WHAT YOU SHOULD DO.
In the data below, give the number of lines that contain the word "arguments". Nothing else is needed.

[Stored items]
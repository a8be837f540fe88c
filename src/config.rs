use std::env;
use std::net::{IpAddr, Ipv4Addr};
use std::str::FromStr;

use std::fmt;

use crate::constants::DEFAULT_DISPLAY_ACCURACY;
use crate::screening::ModelKind;

#[derive(Debug, Clone)]
pub struct Config {
    pub host: IpAddr,
    pub port: u16,
    pub log_level: String,
    pub enable_file_logs: bool,
    pub log_dir: String,
    pub cors_origin: String,
    pub max_image_bytes: usize,
    pub screening: ScreeningConfig,
    pub remote_landmarks: RemoteLandmarksConfig,
    pub monitor: MonitorConfig,
}

#[derive(Debug, Clone)]
pub struct ScreeningConfig {
    pub default_model: ModelKind,
    /// `None` 表示展示真实置信度，不做固定显示
    pub display_accuracy_pin: Option<u8>,
}

#[derive(Clone)]
pub struct RemoteLandmarksConfig {
    pub enabled: bool,
    pub base_url: String,
    pub api_key: String,
    pub timeout_secs: u64,
}

#[derive(Debug, Clone)]
pub struct MonitorConfig {
    pub tick_ms: u64,
    pub stream_interval_ms: u64,
    pub auto_start: bool,
    pub max_streams: usize,
}

impl fmt::Debug for RemoteLandmarksConfig {
    fn fmt(&self, f: &mut fmt::Formatter<'_>) -> fmt::Result {
        f.debug_struct("RemoteLandmarksConfig")
            .field("enabled", &self.enabled)
            .field("base_url", &self.base_url)
            .field("api_key", &"***REDACTED***")
            .field("timeout_secs", &self.timeout_secs)
            .finish()
    }
}

impl Default for MonitorConfig {
    fn default() -> Self {
        Self {
            tick_ms: 100,
            stream_interval_ms: 500,
            auto_start: true,
            max_streams: 50,
        }
    }
}

impl Config {
    pub fn from_env() -> Self {
        Self {
            host: env_or_parse("HOST", IpAddr::V4(Ipv4Addr::new(127, 0, 0, 1))),
            port: env_or_parse("PORT", 3000_u16),
            log_level: env_or("RUST_LOG", "info"),
            enable_file_logs: env_or_bool("ENABLE_FILE_LOGS", false),
            log_dir: env_or("LOG_DIR", "./logs"),
            cors_origin: env_or("CORS_ORIGIN", "http://localhost:5173"),
            max_image_bytes: env_or_parse("MAX_IMAGE_BYTES", 8 * 1024 * 1024_usize),
            screening: ScreeningConfig {
                default_model: env_or_parse("SCREENING_DEFAULT_MODEL", ModelKind::Enhanced),
                display_accuracy_pin: env_or_pin("DISPLAY_ACCURACY_PIN", DEFAULT_DISPLAY_ACCURACY),
            },
            remote_landmarks: RemoteLandmarksConfig {
                enabled: env_or_bool("REMOTE_LANDMARKS_ENABLED", false),
                base_url: env_or("REMOTE_LANDMARKS_URL", "http://127.0.0.1:5000"),
                api_key: env_or("REMOTE_LANDMARKS_API_KEY", ""),
                timeout_secs: env_or_parse("REMOTE_LANDMARKS_TIMEOUT_SECS", 5_u64),
            },
            monitor: MonitorConfig {
                tick_ms: env_or_parse("MONITOR_TICK_MS", 100_u64).max(1),
                stream_interval_ms: env_or_parse("MONITOR_STREAM_MS", 500_u64).max(1),
                auto_start: env_or_bool("MONITOR_AUTO_START", true),
                max_streams: env_or_parse("MONITOR_MAX_STREAMS", 50_usize),
            },
        }
    }
}

pub fn env_or(key: &str, default: &str) -> String {
    env::var(key).unwrap_or_else(|_| default.to_string())
}

pub fn env_or_parse<T>(key: &str, default: T) -> T
where
    T: FromStr + Copy,
{
    match env::var(key) {
        Ok(raw) => match raw.parse::<T>() {
            Ok(v) => v,
            Err(_) => {
                tracing::warn!(
                    key,
                    value = %raw,
                    "Failed to parse env var, using default"
                );
                default
            }
        },
        Err(_) => default,
    }
}

pub fn env_or_bool(key: &str, default: bool) -> bool {
    match env::var(key) {
        Ok(raw) => match raw.trim().to_ascii_lowercase().as_str() {
            "1" | "true" | "yes" | "on" => true,
            "0" | "false" | "no" | "off" => false,
            _ => default,
        },
        Err(_) => default,
    }
}

/// 百分比固定值：`off`/`none` 关闭，其余按 0..=100 解析。
fn env_or_pin(key: &str, default: u8) -> Option<u8> {
    match env::var(key) {
        Ok(raw) => match raw.trim().to_ascii_lowercase().as_str() {
            "off" | "none" | "false" => None,
            other => match other.parse::<u8>() {
                Ok(v) if v <= 100 => Some(v),
                _ => {
                    tracing::warn!(key, value = %raw, "Invalid accuracy pin, using default");
                    Some(default)
                }
            },
        },
        Err(_) => Some(default),
    }
}

#[cfg(test)]
mod tests {
    use std::sync::{Mutex, OnceLock};

    use super::*;

    fn env_lock() -> &'static Mutex<()> {
        static LOCK: OnceLock<Mutex<()>> = OnceLock::new();
        LOCK.get_or_init(|| Mutex::new(()))
    }

    fn managed_keys() -> &'static [&'static str] {
        &[
            "HOST",
            "PORT",
            "RUST_LOG",
            "SCREENING_DEFAULT_MODEL",
            "DISPLAY_ACCURACY_PIN",
            "REMOTE_LANDMARKS_ENABLED",
            "REMOTE_LANDMARKS_API_KEY",
            "REMOTE_LANDMARKS_TIMEOUT_SECS",
            "MONITOR_TICK_MS",
            "MONITOR_MAX_STREAMS",
        ]
    }

    fn clear_keys(keys: &[&str]) {
        for key in keys {
            env::remove_var(key);
        }
    }

    #[test]
    fn loads_defaults_when_missing() {
        let _guard = env_lock().lock().expect("env lock");
        clear_keys(managed_keys());

        let cfg = Config::from_env();
        assert_eq!(cfg.port, 3000);
        assert_eq!(cfg.log_level, "info");
        assert_eq!(cfg.screening.default_model, ModelKind::Enhanced);
        assert_eq!(cfg.screening.display_accuracy_pin, Some(90));
        assert!(!cfg.remote_landmarks.enabled);
        assert_eq!(cfg.monitor.tick_ms, 100);
    }

    #[test]
    fn parses_numeric_and_model_values() {
        let _guard = env_lock().lock().expect("env lock");
        clear_keys(managed_keys());

        env::set_var("PORT", "4000");
        env::set_var("SCREENING_DEFAULT_MODEL", "ML");
        env::set_var("REMOTE_LANDMARKS_TIMEOUT_SECS", "42");
        env::set_var("MONITOR_MAX_STREAMS", "3");

        let cfg = Config::from_env();
        assert_eq!(cfg.port, 4000);
        assert_eq!(cfg.screening.default_model, ModelKind::Ml);
        assert_eq!(cfg.remote_landmarks.timeout_secs, 42);
        assert_eq!(cfg.monitor.max_streams, 3);
    }

    #[test]
    fn invalid_values_fall_back() {
        let _guard = env_lock().lock().expect("env lock");
        clear_keys(managed_keys());

        env::set_var("PORT", "bad");
        env::set_var("SCREENING_DEFAULT_MODEL", "turbo");
        env::set_var("DISPLAY_ACCURACY_PIN", "250");
        env::set_var("MONITOR_TICK_MS", "0");

        let cfg = Config::from_env();
        assert_eq!(cfg.port, 3000);
        assert_eq!(cfg.screening.default_model, ModelKind::Enhanced);
        assert_eq!(cfg.screening.display_accuracy_pin, Some(90));
        assert_eq!(cfg.monitor.tick_ms, 1);
    }

    #[test]
    fn accuracy_pin_can_be_disabled() {
        let _guard = env_lock().lock().expect("env lock");
        clear_keys(managed_keys());

        env::set_var("DISPLAY_ACCURACY_PIN", "off");
        assert_eq!(Config::from_env().screening.display_accuracy_pin, None);

        env::set_var("DISPLAY_ACCURACY_PIN", "75");
        assert_eq!(Config::from_env().screening.display_accuracy_pin, Some(75));
    }

    #[test]
    fn api_key_is_redacted_in_debug() {
        let _guard = env_lock().lock().expect("env lock");
        clear_keys(managed_keys());

        env::set_var("REMOTE_LANDMARKS_ENABLED", "yes");
        env::set_var("REMOTE_LANDMARKS_API_KEY", "super-secret-key");

        let cfg = Config::from_env();
        assert!(cfg.remote_landmarks.enabled);
        let dbg = format!("{cfg:?}");
        assert!(!dbg.contains("super-secret-key"));
        assert!(dbg.contains("***REDACTED***"));
    }
}
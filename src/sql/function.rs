//! Portable function names and date parts.
//!
//! A portable function is resolved to native SQL by each dialect at compile
//! time (`SqlDialect::emit_function`). A dialect with no translation reports
//! `UnsupportedFeature` instead of guessing.

use std::fmt;

/// Function names with a fixed meaning across providers.
#[derive(Debug, Clone, Copy, PartialEq, Eq, Hash)]
pub enum PortableFunction {
    /// `(datetime, years)`
    DateTimeAddYears,
    /// `(datetime, months)`
    DateTimeAddMonths,
    /// `(datetime, interval)`
    DateTimeAddInterval,
    /// `(year, month, day)` to a timestamp at midnight.
    DateTimeConstruct,
    /// `(datetime)` truncated to midnight.
    DateTimeTruncate,
    /// `(interval)` to whole milliseconds, months counted as 30 days.
    IntervalToMilliseconds,
    /// `(milliseconds)` to an interval.
    IntervalConstruct,
    CurrentDate,
    CurrentTimestamp,
    CharLength,
    /// `(string, start, length)`, 1-based.
    Substring,
    Lower,
    Upper,
    Trim,
    Coalesce,
    Abs,
    /// `(number)` or `(number, digits)`.
    Round,
}

/// Accepted argument counts for a portable function.
#[derive(Debug, Clone, Copy, PartialEq, Eq)]
pub enum Arity {
    Exactly(usize),
    Range(usize, usize),
    AtLeast(usize),
}

impl Arity {
    pub fn accepts(&self, n: usize) -> bool {
        match *self {
            Arity::Exactly(k) => n == k,
            Arity::Range(lo, hi) => n >= lo && n <= hi,
            Arity::AtLeast(k) => n >= k,
        }
    }
}

impl PortableFunction {
    pub fn arity(&self) -> Arity {
        use PortableFunction::*;
        match self {
            DateTimeAddYears | DateTimeAddMonths | DateTimeAddInterval => Arity::Exactly(2),
            DateTimeConstruct => Arity::Exactly(3),
            DateTimeTruncate | IntervalToMilliseconds | IntervalConstruct => Arity::Exactly(1),
            CurrentDate | CurrentTimestamp => Arity::Exactly(0),
            CharLength | Lower | Upper | Trim | Abs => Arity::Exactly(1),
            Substring => Arity::Range(2, 3),
            Coalesce => Arity::AtLeast(1),
            Round => Arity::Range(1, 2),
        }
    }
}

impl fmt::Display for PortableFunction {
    fn fmt(&self, f: &mut fmt::Formatter<'_>) -> fmt::Result {
        write!(f, "{:?}", self)
    }
}

/// Parts extractable from a temporal value.
#[derive(Debug, Clone, Copy, PartialEq, Eq, Hash)]
pub enum DatePart {
    Year,
    Quarter,
    Month,
    Day,
    Hour,
    Minute,
    Second,
    Millisecond,
    /// 0 = Sunday.
    DayOfWeek,
    DayOfYear,
}

impl DatePart {
    /// Keyword used by `EXTRACT(<part> FROM ...)`.
    pub fn extract_keyword(&self) -> &'static str {
        match self {
            DatePart::Year => "YEAR",
            DatePart::Quarter => "QUARTER",
            DatePart::Month => "MONTH",
            DatePart::Day => "DAY",
            DatePart::Hour => "HOUR",
            DatePart::Minute => "MINUTE",
            DatePart::Second => "SECOND",
            DatePart::Millisecond => "MILLISECOND",
            DatePart::DayOfWeek => "DOW",
            DatePart::DayOfYear => "DOY",
        }
    }
}

impl fmt::Display for DatePart {
    fn fmt(&self, f: &mut fmt::Formatter<'_>) -> fmt::Result {
        write!(f, "{:?}", self)
    }
}

#[cfg(test)]
mod tests {
    use super::*;

    #[test]
    fn test_arity() {
        assert!(PortableFunction::DateTimeConstruct.arity().accepts(3));
        assert!(!PortableFunction::DateTimeConstruct.arity().accepts(2));
        assert!(PortableFunction::Substring.arity().accepts(2));
        assert!(PortableFunction::Substring.arity().accepts(3));
        assert!(!PortableFunction::Substring.arity().accepts(4));
        assert!(PortableFunction::Coalesce.arity().accepts(5));
        assert!(!PortableFunction::Coalesce.arity().accepts(0));
        assert!(PortableFunction::CurrentDate.arity().accepts(0));
    }
}
//! Statement compiler: renders a [`Statement`] for one dialect and collects
//! its parameter slots.
//!
//! # Example
//!
//! ```ignore
//! use lattice::sql::{Compiler, Dialect};
//!
//! let compiled = Compiler::new(Dialect::Postgres).compile(&statement)?;
//! println!("{}", compiled.sql);
//! ```

use sha2::{Digest, Sha256};

use super::binder;
use super::dialect::{Dialect, SqlDialect};
use super::expr::RenderContext;
use super::statement::{Batch, Statement};
use super::types::ValueType;
use crate::error::{Error, Result};
use crate::mapping::{mapper_for, MappingOptions, NativeValue, Value};
use crate::model::Catalog;

/// One placeholder of a compiled statement, in textual order.
#[derive(Debug, Clone, PartialEq)]
pub struct ParameterSlot {
    /// 1-based position, matching the placeholder number.
    pub ordinal: usize,
    pub name: String,
    pub value_type: ValueType,
    pub value: Option<Value>,
}

/// Rendered SQL plus everything needed to execute it.
#[derive(Debug, Clone, PartialEq)]
pub struct CompiledStatement {
    pub dialect: Dialect,
    pub sql: String,
    pub parameters: Vec<ParameterSlot>,
    /// SHA-256 of dialect name and SQL text, lowercase hex.
    pub fingerprint: String,
}

impl CompiledStatement {
    fn new(dialect: Dialect, sql: String, parameters: Vec<ParameterSlot>) -> Self {
        let mut hasher = Sha256::new();
        hasher.update(dialect.name().as_bytes());
        hasher.update(b"\n");
        hasher.update(sql.as_bytes());
        let fingerprint = format!("{:x}", hasher.finalize());
        Self {
            dialect,
            sql,
            parameters,
            fingerprint,
        }
    }
}

/// Compiles statements for one dialect.
#[derive(Debug, Clone, Copy)]
pub struct Compiler {
    dialect: Dialect,
    /// Pinned options; `None` reads the process-wide switches on every call.
    options: Option<MappingOptions>,
}

impl Compiler {
    /// A compiler following the process-wide mapping switches.
    pub fn new(dialect: Dialect) -> Self {
        Self {
            dialect,
            options: None,
        }
    }

    /// Pin the mapping options, ignoring later switch changes.
    pub fn with_options(mut self, options: MappingOptions) -> Self {
        self.options = Some(options);
        self
    }

    pub fn dialect(&self) -> Dialect {
        self.dialect
    }

    /// Options the next call will use.
    pub fn options(&self) -> MappingOptions {
        self.options.unwrap_or_else(MappingOptions::current)
    }

    /// Render `statement` without consulting a model.
    pub fn compile(&self, statement: &Statement) -> Result<CompiledStatement> {
        let cx = RenderContext::new(self.dialect).with_options(self.options());
        let tokens = statement.to_tokens(&cx)?;
        let parameters = tokens
            .parameters()
            .into_iter()
            .enumerate()
            .map(|(i, p)| ParameterSlot {
                ordinal: i + 1,
                name: p.name.clone(),
                value_type: p.value_type.clone(),
                value: p.value.clone(),
            })
            .collect::<Vec<_>>();
        let sql = tokens.serialize(self.dialect);

        tracing::debug!(
            dialect = %self.dialect,
            kind = statement.kind(),
            parameters = parameters.len(),
            "compiled statement"
        );
        Ok(CompiledStatement::new(self.dialect, sql, parameters))
    }

    /// Bind `statement` against `catalog`, compile it, then freeze every
    /// model table it touches.
    ///
    /// Nothing is frozen when binding or rendering fails.
    pub fn compile_bound(
        &self,
        statement: &Statement,
        catalog: &mut Catalog,
    ) -> Result<CompiledStatement> {
        binder::bind(statement, catalog)?;
        let compiled = self.compile(statement)?;
        for table in statement.tables() {
            if catalog.table(&table).is_some() {
                catalog.freeze_table(&table)?;
            }
        }
        Ok(compiled)
    }

    /// Compile each statement of a batch, stopping at the first failure.
    pub fn compile_batch(&self, batch: &Batch) -> Result<Vec<CompiledStatement>> {
        batch.iter().map(|s| self.compile(s)).collect()
    }

    /// Convert the slot values of `compiled` to wire values, in ordinal
    /// order. Every slot must carry a value.
    pub fn arguments(&self, compiled: &CompiledStatement) -> Result<Vec<NativeValue>> {
        let mapper = mapper_for(self.dialect);
        let options = self.options();
        compiled
            .parameters
            .iter()
            .map(|slot| {
                let value = slot.value.as_ref().ok_or_else(|| {
                    Error::InvalidStatement(format!("parameter '{}' has no value", slot.name))
                })?;
                mapper.bind(&options, &slot.value_type, value)
            })
            .collect()
    }
}
//! SQLite SQL dialect.
//!
//! SQLite is dynamically typed; temporal values are stored as ISO-8601 text
//! and manipulated with `STRFTIME`. Differences from ANSI:
//! - `?NNN` numbered placeholders
//! - Booleans are integers 1/0
//! - LIMIT is mandatory before OFFSET (`LIMIT -1` for unbounded)
//! - No sequences, cursors, TRUNCATE, or ALTER ... CONSTRAINT
//! - DDL cannot qualify the table in CREATE INDEX or REFERENCES

use chrono::{DateTime, FixedOffset, NaiveDate, NaiveDateTime, NaiveTime};

use super::helpers::{self, Part};
use super::{Feature, SqlDialect};
use crate::error::Result;
use crate::sql::function::{DatePart, PortableFunction};
use crate::sql::token::TokenStream;
use crate::sql::types::ValueType;

/// SQLite SQL dialect.
#[derive(Debug, Clone, Copy)]
pub struct Sqlite;

/// Text format produced by SQLite's own date arithmetic.
const STRFTIME_DATETIME: &str = "'%Y-%m-%d %H:%M:%f'";

impl SqlDialect for Sqlite {
    fn name(&self) -> &'static str {
        "sqlite"
    }

    fn quote_identifier(&self, ident: &str) -> String {
        helpers::quote_double(ident)
    }

    fn format_bool(&self, b: bool) -> &'static str {
        helpers::format_bool_numeric(b)
    }

    fn placeholder(&self, ordinal: usize) -> String {
        format!("?{}", ordinal)
    }

    fn emit_limit_offset(
        &self,
        limit: Option<u64>,
        offset: Option<u64>,
    ) -> Result<TokenStream> {
        helpers::emit_limit_offset_required(limit, offset, "-1")
    }

    fn supports(&self, feature: Feature) -> bool {
        matches!(
            feature,
            Feature::RowConstructor
                | Feature::PartialIndexes
                | Feature::ExpressionIndexes
                | Feature::DeferrableConstraints
                | Feature::DropColumn
                | Feature::RenameColumn
        )
    }

    fn remap_function(&self, name: &str) -> Option<&'static str> {
        helpers::remap_function_sqlite(name)
    }

    fn emit_function(&self, func: PortableFunction, args: &[TokenStream]) -> Option<TokenStream> {
        use PortableFunction::*;
        let ts = match func {
            DateTimeAddYears => helpers::seq(&[
                Part::Sql("STRFTIME("),
                Part::Sql(STRFTIME_DATETIME),
                Part::Sql(", "),
                Part::Arg(&args[0]),
                Part::Sql(", ("),
                Part::Arg(&args[1]),
                Part::Sql(") || ' years')"),
            ]),
            DateTimeAddMonths => helpers::seq(&[
                Part::Sql("STRFTIME("),
                Part::Sql(STRFTIME_DATETIME),
                Part::Sql(", "),
                Part::Arg(&args[0]),
                Part::Sql(", ("),
                Part::Arg(&args[1]),
                Part::Sql(") || ' months')"),
            ]),
            // interval is INTEGER microseconds
            DateTimeAddInterval => helpers::seq(&[
                Part::Sql("STRFTIME("),
                Part::Sql(STRFTIME_DATETIME),
                Part::Sql(", "),
                Part::Arg(&args[0]),
                Part::Sql(", (("),
                Part::Arg(&args[1]),
                Part::Sql(") / 1000000.0) || ' seconds')"),
            ]),
            DateTimeConstruct => helpers::seq(&[
                Part::Sql("PRINTF('%04d-%02d-%02d 00:00:00.000', "),
                Part::Arg(&args[0]),
                Part::Sql(", "),
                Part::Arg(&args[1]),
                Part::Sql(", "),
                Part::Arg(&args[2]),
                Part::Sql(")"),
            ]),
            DateTimeTruncate => helpers::seq(&[
                Part::Sql("STRFTIME("),
                Part::Sql(STRFTIME_DATETIME),
                Part::Sql(", "),
                Part::Arg(&args[0]),
                Part::Sql(", 'start of day')"),
            ]),
            IntervalToMilliseconds => helpers::seq(&[
                Part::Sql("(("),
                Part::Arg(&args[0]),
                Part::Sql(") / 1000)"),
            ]),
            IntervalConstruct => helpers::seq(&[
                Part::Sql("(("),
                Part::Arg(&args[0]),
                Part::Sql(") * 1000)"),
            ]),
            CurrentDate => helpers::seq(&[Part::Sql("DATE('now')")]),
            CurrentTimestamp => helpers::seq(&[
                Part::Sql("STRFTIME("),
                Part::Sql(STRFTIME_DATETIME),
                Part::Sql(", 'now')"),
            ]),
            CharLength => helpers::call("LENGTH", args),
            Substring => helpers::call("SUBSTR", args),
            Lower => helpers::call("LOWER", args),
            Upper => helpers::call("UPPER", args),
            Trim => helpers::call("TRIM", args),
            Coalesce => {
                // COALESCE needs two arguments in SQLite
                if args.len() == 1 {
                    args[0].clone()
                } else {
                    helpers::call("COALESCE", args)
                }
            }
            Abs => helpers::call("ABS", args),
            Round => helpers::call("ROUND", args),
        };
        Some(ts)
    }

    fn emit_extract(&self, part: DatePart, expr: &TokenStream) -> Option<TokenStream> {
        let format = match part {
            DatePart::Year => "'%Y'",
            DatePart::Month => "'%m'",
            DatePart::Day => "'%d'",
            DatePart::Hour => "'%H'",
            DatePart::Minute => "'%M'",
            DatePart::Second => "'%S'",
            DatePart::DayOfWeek => "'%w'",
            DatePart::DayOfYear => "'%j'",
            DatePart::Quarter | DatePart::Millisecond => return None,
        };
        Some(helpers::seq(&[
            Part::Sql("CAST(STRFTIME("),
            Part::Sql(format),
            Part::Sql(", "),
            Part::Arg(expr),
            Part::Sql(") AS INTEGER)"),
        ]))
    }

    fn emit_data_type(&self, ty: &ValueType) -> String {
        helpers::emit_data_type_sqlite(ty)
    }

    fn emit_identity(&self, _start: i64, _increment: i64) -> TokenStream {
        // rowid aliasing through INTEGER PRIMARY KEY
        TokenStream::new()
    }

    fn format_date_literal(&self, date: NaiveDate) -> String {
        format!("'{}'", helpers::date_text(date))
    }

    fn format_time_literal(&self, time: NaiveTime) -> String {
        format!("'{}'", helpers::time_text(time))
    }

    fn format_datetime_literal(&self, dt: NaiveDateTime) -> String {
        format!("'{}'", helpers::datetime_text(dt))
    }

    fn format_datetimeoffset_literal(&self, dt: &DateTime<FixedOffset>) -> String {
        format!("'{}'", helpers::datetimeoffset_text(dt))
    }
}
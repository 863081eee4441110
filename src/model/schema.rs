use std::collections::BTreeMap;

use super::index::Index;
use super::sequence::Sequence;
use super::table::Table;
use super::view::View;

/// A namespace of tables, views and sequences.
///
/// Index names share one namespace per schema across all of its tables.
#[derive(Debug, Clone, PartialEq)]
pub struct Schema {
    pub(super) name: String,
    pub(super) tables: BTreeMap<String, Table>,
    pub(super) views: BTreeMap<String, View>,
    pub(super) sequences: BTreeMap<String, Sequence>,
    pub(super) frozen: bool,
}

impl Schema {
    pub(super) fn new(name: impl Into<String>) -> Self {
        Self {
            name: name.into(),
            tables: BTreeMap::new(),
            views: BTreeMap::new(),
            sequences: BTreeMap::new(),
            frozen: false,
        }
    }

    pub fn name(&self) -> &str {
        &self.name
    }

    pub fn tables(&self) -> impl Iterator<Item = &Table> {
        self.tables.values()
    }

    pub fn table(&self, name: &str) -> Option<&Table> {
        self.tables.get(name)
    }

    pub fn views(&self) -> impl Iterator<Item = &View> {
        self.views.values()
    }

    pub fn view(&self, name: &str) -> Option<&View> {
        self.views.get(name)
    }

    pub fn sequences(&self) -> impl Iterator<Item = &Sequence> {
        self.sequences.values()
    }

    pub fn sequence(&self, name: &str) -> Option<&Sequence> {
        self.sequences.get(name)
    }

    /// Every index in the schema, ordered by table then index name.
    pub fn indexes(&self) -> impl Iterator<Item = &Index> {
        self.tables.values().flat_map(|t| t.indexes())
    }

    pub fn index(&self, name: &str) -> Option<&Index> {
        self.indexes().find(|i| i.name == name)
    }

    pub fn is_frozen(&self) -> bool {
        self.frozen
    }

    pub(super) fn freeze(&mut self) {
        self.frozen = true;
        for t in self.tables.values_mut() {
            t.frozen = true;
        }
    }

    /// Whether any table, view or sequence already uses `name`. Relations
    /// and sequences share a namespace on every provider.
    pub(super) fn has_object(&self, name: &str) -> bool {
        self.tables.contains_key(name)
            || self.views.contains_key(name)
            || self.sequences.contains_key(name)
    }
}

RESPONSE AREA.
2